■ **Data for the task**
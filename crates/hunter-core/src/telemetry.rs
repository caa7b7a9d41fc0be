//! Centralised tracing initialisation for Hunter binaries.
//!
//! Call [`init_tracing`] once at program start to configure the global
//! subscriber with an `EnvFilter` and optional JSON formatting.
//!
//! Safe to call more than once; subsequent calls are silently ignored
//! (the global subscriber can only be set once per process).

use tracing::Level;
use tracing_subscriber::layer::SubscriberExt;
use tracing_subscriber::util::SubscriberInitExt;
use tracing_subscriber::{fmt, EnvFilter};

/// Initialise the global tracing subscriber.
///
/// * `json` — when `true`, emit newline-delimited JSON log lines.
/// * `level` — default verbosity when `RUST_LOG` is not set.
///
/// Respects the `RUST_LOG` environment variable for fine-grained filtering.
pub fn init_tracing(json: bool, level: Level) {
    let env_filter =
        EnvFilter::try_from_default_env().unwrap_or_else(|_| EnvFilter::new(level.as_str()));

    if json {
        tracing_subscriber::registry()
            .with(env_filter)
            .with(fmt::layer().with_target(false).json())
            .try_init()
            .ok();
    } else {
        tracing_subscriber::registry()
            .with(env_filter)
            .with(fmt::layer().with_target(false))
            .try_init()
            .ok();
    }
}
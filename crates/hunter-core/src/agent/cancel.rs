//! Cooperative cancellation plumbing.
//!
//! A `CancelHandle`/`CancelSignal` pair is created per task. The executor
//! keeps the handle and fires it on an explicit cancel request, on
//! shutdown, or when a configured deadline elapses; the signal travels
//! into the run and is observed at the next suspension point.

use tokio::sync::watch;

/// Sender half. Held by the executor for the duration of one run.
#[derive(Debug)]
pub struct CancelHandle {
    tx: watch::Sender<bool>,
}

impl CancelHandle {
    /// Request cancellation. Idempotent.
    pub fn cancel(&self) {
        let _ = self.tx.send(true);
    }
}

/// Receiver half. Cloneable so the envelope and the agent can both watch
/// the same run's signal.
#[derive(Debug, Clone)]
pub struct CancelSignal {
    rx: watch::Receiver<bool>,
}

impl CancelSignal {
    /// Non-blocking check, for cooperative early exits between work phases.
    pub fn is_cancelled(&self) -> bool {
        *self.rx.borrow()
    }

    /// Resolves once cancellation is requested.
    ///
    /// A dropped handle means nobody will ever cancel this run, so the
    /// future stays pending forever rather than resolving spuriously.
    pub async fn cancelled(mut self) {
        if self.rx.wait_for(|cancelled| *cancelled).await.is_err() {
            std::future::pending::<()>().await;
        }
    }
}

/// Create a linked handle/signal pair for one run.
pub fn cancel_pair() -> (CancelHandle, CancelSignal) {
    let (tx, rx) = watch::channel(false);
    (CancelHandle { tx }, CancelSignal { rx })
}
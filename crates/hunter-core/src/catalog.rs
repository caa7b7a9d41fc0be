//! Descriptive catalog of the registered agent types.

use serde::{Deserialize, Serialize};

use crate::agent::contract::AgentKind;
use crate::VERSION;

/// Human-readable description of one agent type.
#[derive(Debug, Clone, Serialize, Deserialize, PartialEq)]
pub struct AgentInfo {
    pub agent_type: String,
    pub name: String,
    pub description: String,
    pub version: String,
    pub capabilities: Vec<String>,
}

impl AgentKind {
    /// Catalog entry for this kind.
    pub fn info(&self) -> AgentInfo {
        match self {
            AgentKind::SalesHunter => AgentInfo {
                agent_type: self.as_str().to_string(),
                name: "Sales Hunter".to_string(),
                description: "Finds business leads for a search phrase around a location"
                    .to_string(),
                version: VERSION.to_string(),
                capabilities: vec![
                    "lead_discovery".to_string(),
                    "deduplication".to_string(),
                    "lead_scoring".to_string(),
                ],
            },
            AgentKind::Mock => AgentInfo {
                agent_type: self.as_str().to_string(),
                name: "Mock".to_string(),
                description: "Deterministic agent for integration testing".to_string(),
                version: VERSION.to_string(),
                capabilities: vec!["testing".to_string()],
            },
        }
    }
}

/// All registered agent types, in dispatch-table order.
pub fn catalog() -> Vec<AgentInfo> {
    AgentKind::ALL.iter().map(AgentKind::info).collect()
}

#[cfg(test)]
mod tests {
    use super::*;
    use std::str::FromStr;

    #[test]
    fn test_catalog_covers_every_kind() {
        let infos = catalog();
        assert_eq!(infos.len(), AgentKind::ALL.len());
        for info in infos {
            // Every listed agent_type must resolve through the dispatch table.
            assert!(AgentKind::from_str(&info.agent_type).is_ok());
            assert!(!info.capabilities.is_empty());
        }
    }
}
//! Error types for agent execution.

/// Failures raised by an agent's `execute`.
///
/// These never escape the execution envelope; it maps them to a terminal
/// failed result with a descriptive message.
#[derive(Debug, thiserror::Error)]
pub enum AgentError {
    #[error("data source {source_name} unavailable: {reason}")]
    SourceUnavailable {
        source_name: String,
        reason: String,
    },

    #[error("{0}")]
    Execution(String),
}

■ **Aim of the exercise**
There is a line with "can both watch" and a line with "for this kind." above. Copy exactly those two lines and all lines between them, with nothing else.

■ **Completed exercise**
/// Receiver half. Cloneable so the envelope and the agent can both watch
/// the same run's signal.
#[derive(Debug, Clone)]
pub struct CancelSignal {
    rx: watch::Receiver<bool>,
}

impl CancelSignal {
    /// Non-blocking check, for cooperative early exits between work phases.
    pub fn is_cancelled(&self) -> bool {
        *self.rx.borrow()
    }

    /// Resolves once cancellation is requested.
    ///
    /// A dropped handle means nobody will ever cancel this run, so the
    /// future stays pending forever rather than resolving spuriously.
    pub async fn cancelled(mut self) {
        if self.rx.wait_for(|cancelled| *cancelled).await.is_err() {
            std::future::pending::<()>().await;
        }
    }
}

/// Create a linked handle/signal pair for one run.
pub fn cancel_pair() -> (CancelHandle, CancelSignal) {
    let (tx, rx) = watch::channel(false);
    (CancelHandle { tx }, CancelSignal { rx })
}
filename crates/hunter-core/src/catalog.rs
repository caa7b7a9d41fc0be
//! Descriptive catalog of the registered agent types.

use serde::{Deserialize, Serialize};

use crate::agent::contract::AgentKind;
use crate::VERSION;

/// Human-readable description of one agent type.
#[derive(Debug, Clone, Serialize, Deserialize, PartialEq)]
pub struct AgentInfo {
    pub agent_type: String,
    pub name: String,
    pub description: String,
    pub version: String,
    pub capabilities: Vec<String>,
}

impl AgentKind {
    /// Catalog entry for this kind.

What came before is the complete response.